Exercise directions
For this exercise, set down all the records exactly as given.

Material for this exercise
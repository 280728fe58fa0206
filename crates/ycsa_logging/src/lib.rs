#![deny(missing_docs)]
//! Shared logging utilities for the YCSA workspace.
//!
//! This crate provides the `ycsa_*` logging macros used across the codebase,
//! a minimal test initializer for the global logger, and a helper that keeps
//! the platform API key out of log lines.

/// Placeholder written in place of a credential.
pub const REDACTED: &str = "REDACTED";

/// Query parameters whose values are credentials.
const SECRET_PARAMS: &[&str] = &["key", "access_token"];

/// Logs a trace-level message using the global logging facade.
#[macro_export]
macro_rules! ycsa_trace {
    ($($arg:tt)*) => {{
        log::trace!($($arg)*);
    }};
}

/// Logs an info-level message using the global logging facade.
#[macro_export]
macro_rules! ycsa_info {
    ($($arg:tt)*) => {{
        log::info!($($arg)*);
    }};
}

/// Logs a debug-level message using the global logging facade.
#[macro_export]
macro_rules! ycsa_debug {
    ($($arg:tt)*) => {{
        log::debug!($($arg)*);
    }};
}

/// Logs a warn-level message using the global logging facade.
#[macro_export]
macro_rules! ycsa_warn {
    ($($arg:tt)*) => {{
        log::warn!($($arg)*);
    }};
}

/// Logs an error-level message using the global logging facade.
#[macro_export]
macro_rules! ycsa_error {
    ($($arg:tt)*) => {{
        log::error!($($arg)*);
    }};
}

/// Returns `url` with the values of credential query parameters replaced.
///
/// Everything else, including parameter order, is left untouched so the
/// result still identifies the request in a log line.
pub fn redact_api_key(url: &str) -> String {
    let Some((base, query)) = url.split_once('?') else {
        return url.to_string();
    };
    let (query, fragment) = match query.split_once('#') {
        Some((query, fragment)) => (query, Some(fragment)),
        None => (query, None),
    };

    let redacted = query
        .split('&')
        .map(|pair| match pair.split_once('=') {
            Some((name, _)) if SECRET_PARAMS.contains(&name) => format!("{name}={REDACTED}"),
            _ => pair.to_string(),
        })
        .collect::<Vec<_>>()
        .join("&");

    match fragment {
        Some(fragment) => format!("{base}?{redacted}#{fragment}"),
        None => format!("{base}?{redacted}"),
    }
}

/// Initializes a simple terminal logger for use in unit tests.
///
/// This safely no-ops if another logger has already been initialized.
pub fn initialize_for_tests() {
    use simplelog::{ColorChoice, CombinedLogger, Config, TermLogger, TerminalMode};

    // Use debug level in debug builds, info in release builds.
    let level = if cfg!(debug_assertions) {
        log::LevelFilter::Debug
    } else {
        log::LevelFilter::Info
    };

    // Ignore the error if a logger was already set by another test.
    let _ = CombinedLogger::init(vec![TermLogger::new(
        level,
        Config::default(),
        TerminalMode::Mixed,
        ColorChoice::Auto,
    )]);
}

Task response
repository 280728fe58fa0206
filename crates/ycsa_logging/src/lib.rs
#![deny(missing_docs)]
//! Shared logging utilities for the YCSA workspace.
//!
//! This crate provides the `ycsa_*` logging macros used across the codebase,
//! a minimal test initializer for the global logger, and a helper that keeps
//! the platform API key out of log lines.

/// Placeholder written in place of a credential.
pub const REDACTED: &str = "REDACTED";

/// Query parameters whose values are credentials.
const SECRET_PARAMS: &[&str] = &["key", "access_token"];

/// Logs a trace-level message using the global logging facade.
#[macro_export]
macro_rules! ycsa_trace {
    ($($arg:tt)*) => {{
        log::trace!($($arg)*);
    }};
}

/// Logs an info-level message using the global logging facade.
#[macro_export]
macro_rules! ycsa_info {
    ($($arg:tt)*) => {{
        log::info!($($arg)*);
    }};
}

/// Logs a debug-level message using the global logging facade.
#[macro_export]
macro_rules! ycsa_debug {
    ($($arg:tt)*) => {{
        log::debug!($($arg)*);
    }};
}

/// Logs a warn-level message using the global logging facade.
#[macro_export]
macro_rules! ycsa_warn {
    ($($arg:tt)*) => {{
        log::warn!($($arg)*);
    }};
}

/// Logs an error-level message using the global logging facade.
#[macro_export]
macro_rules! ycsa_error {
    ($($arg:tt)*) => {{
        log::error!($($arg)*);
    }};
}

/// Returns `url` with the values of credential query parameters replaced.
///
/// Everything else, including parameter order, is left untouched so the
/// result still identifies the request in a log line.
pub fn redact_api_key(url: &str) -> String {
    let Some((base, query)) = url.split_once('?') else {
        return url.to_string();
    };
    let (query, fragment) = match query.split_once('#') {
        Some((query, fragment)) => (query, Some(fragment)),
        None => (query, None),
    };

    let redacted = query
        .split('&')
        .map(|pair| match pair.split_once('=') {
            Some((name, _)) if SECRET_PARAMS.contains(&name) => format!("{name}={REDACTED}"),
            _ => pair.to_string(),
        })
        .collect::<Vec<_>>()
        .join("&");

    match fragment {
        Some(fragment) => format!("{base}?{redacted}#{fragment}"),
        None => format!("{base}?{redacted}"),
    }
}

/// Initializes a simple terminal logger for use in unit tests.
///
/// This safely no-ops if another logger has already been initialized.
pub fn initialize_for_tests() {
    use simplelog::{ColorChoice, CombinedLogger, Config, TermLogger, TerminalMode};

    // Use debug level in debug builds, info in release builds.
    let level = if cfg!(debug_assertions) {
        log::LevelFilter::Debug
    } else {
        log::LevelFilter::Info
    };

    // Ignore the error if a logger was already set by another test.
    let _ = CombinedLogger::init(vec![TermLogger::new(
        level,
        Config::default(),
        TerminalMode::Mixed,
        ColorChoice::Auto,
    )]);
}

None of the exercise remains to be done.